Anger and frustrations
I am so aware of my anger and frustrations.
It is from the feeling of disconnect from the people in my country of origin, the Philippines.
It is from the misalignment of my personal energies with the energies of Manila.
It is from my impatience and disappointment with what I planned for how I was going to carry out my life work vis-a-vis how it has been unfolding. And things weren’t unfolding according to how I planned it or the timeline that I determined. My disappointments included the supposed friends and people I counted on and relied upon for support, as they had promised and committed.
It is from my unfulfilled desire to live in a sustainable, residential community with shared vision and values, in a natural setting and environment, amongst like-minded individuals and kindred spirits. Click here if you want to read my 11-11 vision for a community and way of living, as excerpted from Karen Bishop’s Stepping Into the New Reality: Keys to Living in the New Energies. For the first time, I published a post last month about my frustration with my living situation. Click here if you want to read that post.
So what else have been the sources of my anger and frustrations?
I have allergic rhinitis. Clearly, living in Manila, with its worsening traffic condition and pollution, would surely take its toll on my health.

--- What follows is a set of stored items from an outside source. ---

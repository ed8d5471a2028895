//! Hashed versions
//!
//! Every committed delta advances a document's version by one and extends a
//! hash chain over the history, so a version number alone can be forged or
//! confused across histories while a `(version, hash)` pair cannot.

use crate::error::{Result, SyncError};
use base64::Engine;
use serde::{Deserialize, Serialize};
use sha2::{Digest, Sha256};
use std::fmt;
use std::str::FromStr;

/// Length of the truncated SHA-256 hash carried by a version
pub const HASH_LEN: usize = 20;

/// A version number paired with the history hash at that version
///
/// Text form is `"<version>:<base64 hash>"`, e.g. `"5678:gdMALW5/"`. An
/// unsigned version has an empty hash and renders as `"5678:"`.
#[derive(Debug, Clone, PartialEq, Eq, Hash, PartialOrd, Ord)]
pub struct HashedVersion {
    version: u64,
    hash: Vec<u8>,
}

impl HashedVersion {
    pub fn new(version: u64, hash: Vec<u8>) -> Self {
        Self { version, hash }
    }

    /// A version without a history hash
    pub fn unsigned(version: u64) -> Self {
        Self {
            version,
            hash: Vec::new(),
        }
    }

    /// Version 0 of a document, derived from its identifier
    pub fn version_zero(document_id: &str) -> Self {
        let mut hasher = Sha256::new();
        hasher.update(b"wave://");
        hasher.update(document_id.as_bytes());
        Self {
            version: 0,
            hash: truncate(hasher.finalize().as_slice()),
        }
    }

    /// The version reached by committing a delta with the given canonical
    /// bytes on top of this one
    pub fn next(&self, delta_bytes: &[u8]) -> Self {
        let mut hasher = Sha256::new();
        hasher.update(&self.hash);
        hasher.update(delta_bytes);
        Self {
            version: self.version + 1,
            hash: truncate(hasher.finalize().as_slice()),
        }
    }

    pub fn version(&self) -> u64 {
        self.version
    }

    pub fn hash(&self) -> &[u8] {
        &self.hash
    }

    pub fn is_signed(&self) -> bool {
        !self.hash.is_empty()
    }
}

fn truncate(digest: &[u8]) -> Vec<u8> {
    digest[..HASH_LEN.min(digest.len())].to_vec()
}

impl fmt::Display for HashedVersion {
    fn fmt(&self, f: &mut fmt::Formatter<'_>) -> fmt::Result {
        let engine = base64::engine::general_purpose::STANDARD;
        write!(f, "{}:{}", self.version, engine.encode(&self.hash))
    }
}

impl FromStr for HashedVersion {
    type Err = SyncError;

    fn from_str(s: &str) -> Result<Self> {
        let (version, hash) = s
            .split_once(':')
            .ok_or_else(|| SyncError::InvalidVersion(format!("missing ':' in {:?}", s)))?;
        let version = version
            .parse::<u64>()
            .map_err(|e| SyncError::InvalidVersion(format!("bad version number in {:?}: {}", s, e)))?;
        let engine = base64::engine::general_purpose::STANDARD;
        let hash = engine
            .decode(hash)
            .map_err(|e| SyncError::InvalidVersion(format!("bad hash in {:?}: {}", s, e)))?;
        Ok(Self { version, hash })
    }
}

impl Serialize for HashedVersion {
    fn serialize<S>(&self, serializer: S) -> std::result::Result<S::Ok, S::Error>
    where
        S: serde::Serializer,
    {
        serializer.collect_str(self)
    }
}

impl<'de> Deserialize<'de> for HashedVersion {
    fn deserialize<D>(deserializer: D) -> std::result::Result<Self, D::Error>
    where
        D: serde::Deserializer<'de>,
    {
        let text = String::deserialize(deserializer)?;
        text.parse().map_err(serde::de::Error::custom)
    }
}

Negligence of my health and well-being was already what paved the way for my awakening.
Yet here I am, setting up myself to getting ill by continuing to be in an environment that’s sure to trigger my allergies. My allergies indeed were severely triggered. The culprit? The polluted environment including the two construction projects nearby — my next door neighbor unit and an additional residential building in our compound. My allergies, not surprisingly, eventually developed to laryngitis.
For the past two and a half years that I’ve been back here, I’ve made a few attempts to situate myself elsewhere. In a more natural, cleaner environment, less urbanized, more rural setting, reflecting a much simpler lifestyle, in the countryside. Seaside, to be more specific.
But I’ve been met with one roadblock after another. One setback after another.
And I had learned that when we’re in the flow, and when what we do is in accordance to the Divine Plan, things flow effortlessly. And when they don’t, it may not be the right time. The other elements may not be ready. I may not even be ready. It may not be for the highest good of everyone concerned. Something better may be awaiting.
It was a challenge for me to see the bigger picture. But I’d learned to trust that there’s a reason why. There is a higher purpose. That everything is divinely timed.
And I am learning to surrender. I am learning to allow, rather than force the process to unfold. I am trusting that there’s a reason why I am here in Manila, or in the Philippines. Still. Not easy but it’s part of my process, and it certainly is what I need to learn, to grow and to evolve.
The environmental pollutants and chemicals that triggered my allergies are only the physical causes behind the laryngitis that I contracted. There are other deeper, metaphysical causes as outlined by Louise Hay, that threw my mental and emotional states out of balance — setting boundaries and my inability to effectively assert myself, my fear of speaking up and my resentment of (spiritual) authority. And I will expound on all these causes and factors in my next posts.